If and when we choose to accept it, we can experience some measure of peace and rejoin the living. A healthy step in this procedure is discovering a method to in some way preserve that person’s presence in our lives. Now, this is a really specific thing and you need to be extremely mindful not to judge the options of the bereaved.

Most people have seen the Meet the Parents film. In it, Robert De Niro’s character kept the ashes of his mother in an urn on his mantle. Many individuals do this with the cremated remains of their loved ones. Others place some ashes in a locket and wear it around their neck. Some will set up scholarships or memorials. When my husband passed away, his household and I developed a wrestling scholarship fund for a local high school wrestler. When my friend lost her 8-year-old kid, she had the Houston zoo name the frog display after him!

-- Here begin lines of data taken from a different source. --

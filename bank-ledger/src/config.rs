//! Configuration module for bank-ledger.

use crate::error::LedgerError;
use config::{Config as Cfg, Environment, File};
use serde::Deserialize;
use std::env;
use std::time::Duration;

/// Listener settings, read from an optional `configuration` file and `APP__*` variables.
#[derive(Debug, Deserialize, Clone)]
pub struct ServerConfig {
    #[serde(default = "default_port")]
    pub port: u16,
}

fn default_port() -> u16 {
    8080
}

impl ServerConfig {
    pub fn load() -> Result<Self, LedgerError> {
        let config = Cfg::builder()
            .add_source(File::with_name("configuration").required(false))
            .add_source(Environment::with_prefix("APP").separator("__"))
            .build()?;

        Ok(config.try_deserialize()?)
    }
}

#[derive(Debug, Clone)]
pub struct LedgerConfig {
    pub server: ServerConfig,
    pub service_name: String,
    pub service_version: String,
    pub log_level: String,
    pub otlp_endpoint: Option<String>,
    pub database: DatabaseConfig,
}

#[derive(Debug, Clone)]
pub struct DatabaseConfig {
    pub url: String,
    pub max_connections: u32,
    pub min_connections: u32,
    pub acquire_timeout_secs: u64,
}

impl DatabaseConfig {
    pub fn acquire_timeout(&self) -> Duration {
        Duration::from_secs(self.acquire_timeout_secs)
    }
}

fn parsed_var<T: std::str::FromStr>(name: &str, default: T) -> T {
    env::var(name)
        .ok()
        .and_then(|s| s.parse().ok())
        .unwrap_or(default)
}

impl LedgerConfig {
    pub fn from_env() -> Result<Self, LedgerError> {
        dotenvy::dotenv().ok();

        let server = ServerConfig::load()?;

        Ok(Self {
            server,
            service_name: env::var("SERVICE_NAME").unwrap_or_else(|_| "bank-ledger".to_string()),
            service_version: env::var("SERVICE_VERSION")
                .unwrap_or_else(|_| env!("CARGO_PKG_VERSION").to_string()),
            log_level: env::var("LOG_LEVEL").unwrap_or_else(|_| "info".to_string()),
            otlp_endpoint: env::var("OTLP_ENDPOINT").ok().filter(|s| !s.is_empty()),
            database: DatabaseConfig {
                url: env::var("DATABASE_URL").map_err(|_| {
                    LedgerError::ConfigError(anyhow::anyhow!("DATABASE_URL is required"))
                })?,
                max_connections: parsed_var("DATABASE_MAX_CONNECTIONS", 10),
                min_connections: parsed_var("DATABASE_MIN_CONNECTIONS", 2),
                acquire_timeout_secs: parsed_var("DATABASE_ACQUIRE_TIMEOUT_SECS", 30),
            },
        })
    }
}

There are all kinds of creative methods to maintain the person’s presence. There is no wrong way. Whatever brings comfort to the bereaved needs to be supported by those around them. Bear in mind that even if a person is picking something that may be distasteful or wrong to you, don’t make it wrong for that person.

When acceptance takes place, then the grieving person can start to reassimilate back into their lives and the lives of those around them however it will not occur overnight. We require perseverance and caring understanding for those coming back from grief.

Another possible choice is the individual who does not appear to grieve at all. There may be numerous descriptions for this behavior. The person might be really personal and won’t do his/her mourning where others can see. Another possibility is that the person is trying to be strong for everybody else. I understand I desired my kids to KNOW that I was going to be OKAY. I didn’t desire them to think that they needed to look after me. To some, it appeared that I wasn’t grieving enough.

If you are grieving, or you are associated with the life of someone who is mourning, please do not evaluate yourself or them. Comprehend that all habits are purposeful and the person is getting something out of what they are doing. When they end up being conscious that there is a choice, then they can make a conscious decision about which of the 3 choices they want to make. Once they know the direction they wish to enter, they need to flesh out the information of their plan.